**INFORMATION SUPPLIED:**
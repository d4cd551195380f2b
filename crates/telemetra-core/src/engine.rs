use analysis::{DeltaEngine, FusionEstimator, GateCrossing, GateCrossingDetector, MotionFilter, PathFix};
use model::*;
use tracing::{debug, info, trace, warn};

use crate::buffer::SampleBuffer;
use crate::decode_inbound;
use crate::lap::{LapStateMachine, LapTransition};

/// Message handler for the telemetry core.
///
/// Calibration and the reference lap outlive sessions; everything else lives
/// in a [`Session`] built on `START_SESSION` and dropped on `STOP_SESSION`.
pub struct TelemetryEngine {
    config: EngineConfig,
    bias: f64,
    reference: DeltaEngine,
    session: Option<Session>,
}

struct Session {
    config: SessionConfig,
    filter: MotionFilter,
    fusion: FusionEstimator,
    detector: GateCrossingDetector,
    laps: LapStateMachine,
    delta: DeltaEngine,
    buffer: SampleBuffer,
    last_fix: Option<PathFix>,
    /// Time of the last accepted crossing. A fix lying on the gate ends one
    /// segment at t=1 and starts the next at t=0; the second match is dropped.
    last_crossing_ms: Option<f64>,
    last_raw_speed: Option<f64>,
    last_delta: f64,
}

impl TelemetryEngine {
    pub fn new(config: EngineConfig) -> Self {
        Self { config, bias: 0.0, reference: DeltaEngine::default(), session: None }
    }

    pub fn is_running(&self) -> bool {
        self.session.is_some()
    }

    /// Decode and handle one raw JSON message. Undecodable input is logged
    /// and ignored.
    pub fn handle_json(&mut self, raw: &str) -> Vec<Outbound> {
        match decode_inbound(raw) {
            Ok(msg) => self.handle(msg),
            Err(e) => {
                warn!(error = %e, "ignoring inbound message");
                Vec::new()
            }
        }
    }

    pub fn handle(&mut self, msg: Inbound) -> Vec<Outbound> {
        let mut out = Vec::new();
        match msg {
            Inbound::StartSession(cfg) => self.start_session(cfg, &mut out),
            Inbound::StopSession => self.stop_session(&mut out),
            Inbound::SetCalibration(c) => {
                debug!(bias_y = c.bias_y, "calibration set");
                self.bias = c.bias_y;
                if let Some(s) = self.session.as_mut() {
                    s.fusion.set_bias(c.bias_y);
                }
            }
            Inbound::SetReferenceLap(points) => {
                self.reference.set_reference(&points);
                info!(points = self.reference.reference().len(), "reference lap loaded");
                if let Some(s) = self.session.as_mut() {
                    s.delta = self.reference.clone();
                }
            }
            Inbound::SensorData(reading) => match self.session.as_mut() {
                Some(s) => s.on_sensor(reading, &mut out),
                None => trace!("sensor data without a session"),
            },
            Inbound::GpsData(fix) => match self.session.as_mut() {
                Some(s) => s.on_gps(fix, &mut out),
                None => trace!("gps data without a session"),
            },
        }
        out
    }

    fn start_session(&mut self, cfg: SessionConfig, out: &mut Vec<Outbound>) {
        if self.session.is_some() {
            warn!("session restarted without stop");
            self.stop_session(out);
        }
        if cfg.finish().is_none() {
            warn!(session_id = cfg.session_id, "no gate configured, lap timing disabled");
        }
        info!(session_id = cfg.session_id, track_type = ?cfg.track_type, "session started");

        let mut delta = self.reference.clone();
        delta.reset();
        self.session = Some(Session {
            filter: MotionFilter::new(&self.config),
            fusion: FusionEstimator::new(&self.config, self.bias),
            detector: GateCrossingDetector::new(self.config.min_kinematic_dv_mps),
            laps: LapStateMachine::new(cfg.session_id, cfg.track_type),
            delta,
            buffer: SampleBuffer::new(self.config.batch_size),
            last_fix: None,
            last_crossing_ms: None,
            last_raw_speed: None,
            last_delta: 0.0,
            config: cfg,
        });
    }

    fn stop_session(&mut self, out: &mut Vec<Outbound>) {
        let Some(mut s) = self.session.take() else {
            debug!("stop without a running session");
            return;
        };
        if let Some(batch) = s.buffer.flush() {
            out.push(Outbound::SaveBatch(batch));
        }
        info!(
            session_id = s.config.session_id,
            laps = s.laps.laps_completed(),
            best_ms = ?s.laps.best_ms(),
            "session stopped"
        );
    }
}

impl Session {
    fn on_sensor(&mut self, reading: SensorReading, out: &mut Vec<Outbound>) {
        if let Some(dt) = self.filter.update(reading.accel.components(), reading.timestamp) {
            self.fusion.predict(self.filter.longitudinal(), dt);
        }

        let st = self.fusion.state();
        out.push(Outbound::UpdateStats(Stats {
            current_g: GVector { x: self.filter.lateral(), y: self.filter.longitudinal() },
            speed: st.velocity,
            distance: st.distance,
            delta: self.last_delta,
        }));
        self.record(reading.timestamp, out);
    }

    fn on_gps(&mut self, fix: GpsFix, out: &mut Vec<Outbound>) {
        if self.laps.is_finished() {
            trace!("gps data after sprint finish");
            return;
        }

        if let Some(speed) = fix.speed.filter(|v| v.is_finite()) {
            self.fusion.correct(speed);
        }
        self.last_raw_speed = fix.speed;

        let curr = PathFix {
            position: GeoPoint { lat: fix.lat, lng: fix.lng },
            timestamp: fix.timestamp,
            velocity: self.fusion.state().velocity,
        };
        let gate = if self.laps.is_idle() { self.config.start() } else { self.config.finish() };
        if let (Some(prev), Some(gate)) = (self.last_fix, gate) {
            let crossing = self
                .detector
                .detect(&prev, &curr, &gate)
                .filter(|c| self.last_crossing_ms.map_or(true, |last| c.time_ms > last));
            if let Some(crossing) = crossing {
                self.last_crossing_ms = Some(crossing.time_ms);
                self.on_crossing(crossing, out);
            }
        }
        self.last_fix = Some(curr);

        self.last_delta = match self.laps.lap_start_ms() {
            Some(start_ms) => {
                let elapsed = fix.timestamp as f64 - start_ms;
                self.delta.delta(self.fusion.state().distance, elapsed)
            }
            None => 0.0,
        };
        self.record(fix.timestamp, out);
    }

    fn on_crossing(&mut self, crossing: GateCrossing, out: &mut Vec<Outbound>) {
        debug!(
            t = crossing.t,
            u = crossing.u,
            offset = ?crossing.offset,
            time_ms = crossing.time_ms,
            "gate crossed"
        );
        match self.laps.on_crossing(crossing.time_ms) {
            LapTransition::Started { start_ms } => {
                self.begin_lap();
                info!(start_ms, "lap timer started");
                out.push(Outbound::StartingLap(LapStart { start_time: start_ms.round() as u64 }));
            }
            LapTransition::Completed { result, next_start_ms } => {
                if let Some(batch) = self.buffer.flush() {
                    out.push(Outbound::SaveBatch(batch));
                }
                info!(
                    lap = result.lap_number,
                    lap_time_ms = result.lap_time,
                    best = result.is_best,
                    "lap completed"
                );
                out.push(Outbound::LapCompleted(result));
                if next_start_ms.is_some() {
                    self.begin_lap();
                } else {
                    info!(session_id = self.config.session_id, "sprint finished");
                }
            }
            LapTransition::Ignored => {}
        }
    }

    fn begin_lap(&mut self) {
        self.fusion.reset_distance();
        self.delta.reset();
    }

    fn record(&mut self, timestamp: u64, out: &mut Vec<Outbound>) {
        let st = self.fusion.state();
        let [accel_x, accel_y, _] = self.filter.raw();
        let (g_lat, g_long) = (self.filter.lateral(), self.filter.longitudinal());
        let sample = TelemetrySample {
            session_id: self.config.session_id,
            timestamp,
            lap_number: self.laps.current_lap(),
            position: self.last_fix.map(|f| f.position),
            speed: st.velocity,
            raw_speed: self.last_raw_speed,
            distance: st.distance,
            accel_x,
            accel_y,
            g_lat,
            g_long,
            g_sum: g_lat.hypot(g_long),
            variance: st.variance,
            kalman_gain: st.last_gain,
            delta: self.last_delta,
        };
        if let Some(batch) = self.buffer.push(sample) {
            debug!(len = batch.len(), "batch full");
            out.push(Outbound::SaveBatch(batch));
        }
    }
}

**WHAT THE EXERCISE ASKS:** Retype only this range exactly: the first line of the data through the line where "use crate::decode_inbound;" appears.

**EXERCISE ANSWER:**
repository d4cd551195380f2b
filename crates/telemetra-core/src/engine.rs
use analysis::{DeltaEngine, FusionEstimator, GateCrossing, GateCrossingDetector, MotionFilter, PathFix};
use model::*;
use tracing::{debug, info, trace, warn};

use crate::buffer::SampleBuffer;
use crate::decode_inbound;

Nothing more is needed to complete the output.